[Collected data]

########

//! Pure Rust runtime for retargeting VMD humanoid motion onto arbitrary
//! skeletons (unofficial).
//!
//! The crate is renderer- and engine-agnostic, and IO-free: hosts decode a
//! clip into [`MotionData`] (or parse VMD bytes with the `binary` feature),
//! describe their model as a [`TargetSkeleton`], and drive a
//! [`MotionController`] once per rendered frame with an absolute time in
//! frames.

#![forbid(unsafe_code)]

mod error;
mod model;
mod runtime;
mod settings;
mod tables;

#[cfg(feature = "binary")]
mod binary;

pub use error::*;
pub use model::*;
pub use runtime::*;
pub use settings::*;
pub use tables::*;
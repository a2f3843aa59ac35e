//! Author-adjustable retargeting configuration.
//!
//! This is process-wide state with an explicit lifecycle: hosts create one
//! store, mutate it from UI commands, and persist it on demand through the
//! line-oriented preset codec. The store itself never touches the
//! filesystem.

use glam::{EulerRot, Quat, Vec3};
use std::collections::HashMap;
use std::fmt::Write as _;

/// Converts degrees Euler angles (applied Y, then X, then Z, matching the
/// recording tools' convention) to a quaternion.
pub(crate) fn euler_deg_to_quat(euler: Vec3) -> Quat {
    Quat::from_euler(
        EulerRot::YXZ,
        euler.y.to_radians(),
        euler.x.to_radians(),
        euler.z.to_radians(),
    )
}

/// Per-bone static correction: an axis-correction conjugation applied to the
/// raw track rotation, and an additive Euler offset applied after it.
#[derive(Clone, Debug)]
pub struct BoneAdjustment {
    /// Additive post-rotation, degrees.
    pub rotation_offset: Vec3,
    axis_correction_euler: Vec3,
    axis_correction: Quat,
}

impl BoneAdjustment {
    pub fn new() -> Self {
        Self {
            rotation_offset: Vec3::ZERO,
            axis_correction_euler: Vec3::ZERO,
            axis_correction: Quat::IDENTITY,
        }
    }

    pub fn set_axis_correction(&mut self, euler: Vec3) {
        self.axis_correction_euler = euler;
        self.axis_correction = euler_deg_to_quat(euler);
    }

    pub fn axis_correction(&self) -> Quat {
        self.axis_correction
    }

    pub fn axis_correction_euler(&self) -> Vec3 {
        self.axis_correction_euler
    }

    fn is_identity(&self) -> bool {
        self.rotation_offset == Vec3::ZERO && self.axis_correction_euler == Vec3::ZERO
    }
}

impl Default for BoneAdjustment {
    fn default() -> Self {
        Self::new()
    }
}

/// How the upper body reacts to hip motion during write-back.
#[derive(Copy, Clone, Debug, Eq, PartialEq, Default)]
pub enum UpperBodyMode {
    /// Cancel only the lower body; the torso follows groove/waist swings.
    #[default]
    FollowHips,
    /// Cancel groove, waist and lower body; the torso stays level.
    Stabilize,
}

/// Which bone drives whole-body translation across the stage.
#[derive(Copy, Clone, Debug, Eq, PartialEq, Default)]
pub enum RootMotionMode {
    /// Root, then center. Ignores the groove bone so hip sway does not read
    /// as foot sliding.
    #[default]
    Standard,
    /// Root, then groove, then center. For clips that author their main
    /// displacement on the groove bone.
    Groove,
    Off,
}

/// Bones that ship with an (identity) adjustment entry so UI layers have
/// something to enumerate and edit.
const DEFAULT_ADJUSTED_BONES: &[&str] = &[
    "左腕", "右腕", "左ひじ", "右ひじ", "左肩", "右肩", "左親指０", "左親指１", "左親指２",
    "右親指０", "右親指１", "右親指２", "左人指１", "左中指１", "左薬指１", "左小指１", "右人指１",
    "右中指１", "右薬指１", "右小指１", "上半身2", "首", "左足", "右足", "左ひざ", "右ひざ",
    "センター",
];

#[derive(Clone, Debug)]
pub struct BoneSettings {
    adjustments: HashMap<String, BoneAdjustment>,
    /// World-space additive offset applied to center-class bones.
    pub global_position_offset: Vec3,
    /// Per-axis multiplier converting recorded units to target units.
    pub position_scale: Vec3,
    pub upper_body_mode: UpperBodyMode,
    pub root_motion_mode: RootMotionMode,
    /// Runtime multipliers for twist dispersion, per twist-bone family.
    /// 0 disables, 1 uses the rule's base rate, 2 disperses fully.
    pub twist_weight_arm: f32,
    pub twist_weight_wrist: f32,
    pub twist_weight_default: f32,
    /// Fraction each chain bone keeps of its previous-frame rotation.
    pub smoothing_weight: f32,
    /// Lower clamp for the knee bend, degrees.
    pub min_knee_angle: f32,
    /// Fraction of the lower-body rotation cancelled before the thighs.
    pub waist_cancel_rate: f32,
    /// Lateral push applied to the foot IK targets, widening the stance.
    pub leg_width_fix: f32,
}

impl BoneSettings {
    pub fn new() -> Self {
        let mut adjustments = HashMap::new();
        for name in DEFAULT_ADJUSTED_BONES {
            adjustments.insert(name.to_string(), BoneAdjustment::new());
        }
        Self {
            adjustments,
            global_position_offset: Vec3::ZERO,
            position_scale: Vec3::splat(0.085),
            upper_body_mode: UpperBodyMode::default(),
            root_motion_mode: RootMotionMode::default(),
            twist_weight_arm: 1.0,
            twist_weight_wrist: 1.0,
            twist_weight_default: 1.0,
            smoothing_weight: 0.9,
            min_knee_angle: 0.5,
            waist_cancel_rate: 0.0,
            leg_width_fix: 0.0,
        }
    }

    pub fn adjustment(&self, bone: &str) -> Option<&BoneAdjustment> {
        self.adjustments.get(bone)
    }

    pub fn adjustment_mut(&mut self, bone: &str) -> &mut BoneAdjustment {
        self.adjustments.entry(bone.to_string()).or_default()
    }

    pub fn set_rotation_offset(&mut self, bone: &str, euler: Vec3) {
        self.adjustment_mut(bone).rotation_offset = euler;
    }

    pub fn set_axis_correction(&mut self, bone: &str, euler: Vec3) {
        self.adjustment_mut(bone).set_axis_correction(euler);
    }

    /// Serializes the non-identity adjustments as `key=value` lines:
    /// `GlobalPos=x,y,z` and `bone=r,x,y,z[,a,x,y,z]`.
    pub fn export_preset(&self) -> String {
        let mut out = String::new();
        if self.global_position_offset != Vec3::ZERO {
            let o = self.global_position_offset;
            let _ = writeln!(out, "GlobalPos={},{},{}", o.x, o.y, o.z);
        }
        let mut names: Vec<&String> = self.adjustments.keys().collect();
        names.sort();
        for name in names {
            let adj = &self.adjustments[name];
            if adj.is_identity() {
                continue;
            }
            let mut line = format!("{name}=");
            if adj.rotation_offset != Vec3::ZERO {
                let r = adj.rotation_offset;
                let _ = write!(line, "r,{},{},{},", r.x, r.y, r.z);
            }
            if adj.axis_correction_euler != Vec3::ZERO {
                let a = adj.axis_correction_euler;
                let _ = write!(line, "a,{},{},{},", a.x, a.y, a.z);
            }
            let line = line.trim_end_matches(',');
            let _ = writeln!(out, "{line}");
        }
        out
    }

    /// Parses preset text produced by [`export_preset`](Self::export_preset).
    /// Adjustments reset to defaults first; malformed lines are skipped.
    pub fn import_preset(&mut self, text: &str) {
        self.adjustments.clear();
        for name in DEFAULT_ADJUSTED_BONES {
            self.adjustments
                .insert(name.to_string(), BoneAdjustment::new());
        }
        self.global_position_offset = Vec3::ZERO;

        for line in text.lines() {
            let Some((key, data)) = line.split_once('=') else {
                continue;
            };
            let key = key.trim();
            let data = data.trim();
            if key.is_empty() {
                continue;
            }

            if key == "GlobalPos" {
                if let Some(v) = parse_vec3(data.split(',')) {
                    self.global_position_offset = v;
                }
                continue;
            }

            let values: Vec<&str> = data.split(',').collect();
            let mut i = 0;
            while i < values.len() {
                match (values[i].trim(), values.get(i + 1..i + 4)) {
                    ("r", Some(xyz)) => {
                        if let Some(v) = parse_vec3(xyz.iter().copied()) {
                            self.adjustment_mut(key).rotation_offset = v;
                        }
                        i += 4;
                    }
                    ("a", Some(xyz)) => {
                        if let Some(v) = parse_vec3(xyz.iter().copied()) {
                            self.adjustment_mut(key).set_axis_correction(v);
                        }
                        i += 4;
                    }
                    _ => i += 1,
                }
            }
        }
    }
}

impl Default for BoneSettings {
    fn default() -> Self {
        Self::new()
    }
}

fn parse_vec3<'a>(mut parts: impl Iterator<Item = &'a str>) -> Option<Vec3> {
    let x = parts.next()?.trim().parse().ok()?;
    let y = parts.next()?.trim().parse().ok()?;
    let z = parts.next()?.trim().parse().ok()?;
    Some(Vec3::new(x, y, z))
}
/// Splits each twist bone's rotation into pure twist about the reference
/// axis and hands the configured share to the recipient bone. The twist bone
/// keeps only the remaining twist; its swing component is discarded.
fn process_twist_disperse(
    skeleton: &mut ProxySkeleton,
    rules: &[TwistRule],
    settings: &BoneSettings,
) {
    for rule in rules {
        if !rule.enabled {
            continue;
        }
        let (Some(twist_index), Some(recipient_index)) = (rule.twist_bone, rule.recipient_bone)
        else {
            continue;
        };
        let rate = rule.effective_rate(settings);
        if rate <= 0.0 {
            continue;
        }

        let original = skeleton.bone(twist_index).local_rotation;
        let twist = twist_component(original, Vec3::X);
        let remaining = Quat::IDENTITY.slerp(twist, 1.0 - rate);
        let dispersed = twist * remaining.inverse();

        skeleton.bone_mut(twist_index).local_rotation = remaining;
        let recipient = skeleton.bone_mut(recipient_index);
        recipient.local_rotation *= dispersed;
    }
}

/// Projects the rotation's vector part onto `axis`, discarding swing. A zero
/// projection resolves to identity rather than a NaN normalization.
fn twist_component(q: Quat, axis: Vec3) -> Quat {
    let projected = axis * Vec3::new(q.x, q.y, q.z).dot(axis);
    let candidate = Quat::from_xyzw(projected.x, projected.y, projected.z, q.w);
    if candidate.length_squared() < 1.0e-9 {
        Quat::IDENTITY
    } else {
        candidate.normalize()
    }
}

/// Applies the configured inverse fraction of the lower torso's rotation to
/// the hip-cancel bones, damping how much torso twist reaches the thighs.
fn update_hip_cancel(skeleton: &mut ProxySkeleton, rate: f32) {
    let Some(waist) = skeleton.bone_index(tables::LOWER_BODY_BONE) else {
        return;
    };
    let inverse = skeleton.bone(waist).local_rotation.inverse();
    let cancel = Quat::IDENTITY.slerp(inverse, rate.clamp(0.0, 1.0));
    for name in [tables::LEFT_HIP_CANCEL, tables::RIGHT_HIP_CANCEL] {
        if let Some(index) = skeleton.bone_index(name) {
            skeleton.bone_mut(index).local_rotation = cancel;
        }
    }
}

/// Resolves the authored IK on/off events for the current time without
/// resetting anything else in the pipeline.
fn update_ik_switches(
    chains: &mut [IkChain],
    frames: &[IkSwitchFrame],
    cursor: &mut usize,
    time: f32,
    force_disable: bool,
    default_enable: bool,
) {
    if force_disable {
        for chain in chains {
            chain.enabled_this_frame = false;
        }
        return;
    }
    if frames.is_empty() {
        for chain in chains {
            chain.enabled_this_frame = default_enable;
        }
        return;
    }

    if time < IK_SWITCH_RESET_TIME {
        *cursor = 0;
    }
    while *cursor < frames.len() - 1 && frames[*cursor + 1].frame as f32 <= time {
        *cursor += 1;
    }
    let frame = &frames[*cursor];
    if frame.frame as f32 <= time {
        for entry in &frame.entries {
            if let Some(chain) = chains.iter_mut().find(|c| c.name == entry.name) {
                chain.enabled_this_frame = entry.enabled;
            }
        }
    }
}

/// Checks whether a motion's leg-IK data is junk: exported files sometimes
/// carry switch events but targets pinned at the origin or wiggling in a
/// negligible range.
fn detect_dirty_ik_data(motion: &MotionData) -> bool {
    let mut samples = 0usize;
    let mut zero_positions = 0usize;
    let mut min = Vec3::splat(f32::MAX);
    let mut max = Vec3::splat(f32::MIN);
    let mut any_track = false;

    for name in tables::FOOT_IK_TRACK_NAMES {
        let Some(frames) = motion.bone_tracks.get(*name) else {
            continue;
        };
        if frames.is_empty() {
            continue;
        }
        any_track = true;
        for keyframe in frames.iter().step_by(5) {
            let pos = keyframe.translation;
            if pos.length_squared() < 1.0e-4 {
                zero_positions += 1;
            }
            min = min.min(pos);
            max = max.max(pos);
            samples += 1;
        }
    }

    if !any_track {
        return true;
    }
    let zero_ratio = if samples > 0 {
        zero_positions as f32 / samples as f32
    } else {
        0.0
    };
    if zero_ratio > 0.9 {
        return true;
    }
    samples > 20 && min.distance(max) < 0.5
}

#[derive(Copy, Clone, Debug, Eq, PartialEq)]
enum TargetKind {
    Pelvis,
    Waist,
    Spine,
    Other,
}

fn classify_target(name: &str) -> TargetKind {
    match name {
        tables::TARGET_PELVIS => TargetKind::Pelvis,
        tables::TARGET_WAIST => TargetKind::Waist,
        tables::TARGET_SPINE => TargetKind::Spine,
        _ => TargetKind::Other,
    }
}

########

- WORK REQUIRED -
Could you return all lines from the data above that contain the string "RootMotionMode"?

- SOLUTION TO THIS EXERCISE -
pub enum RootMotionMode {
    pub root_motion_mode: RootMotionMode,
            root_motion_mode: RootMotionMode::default(),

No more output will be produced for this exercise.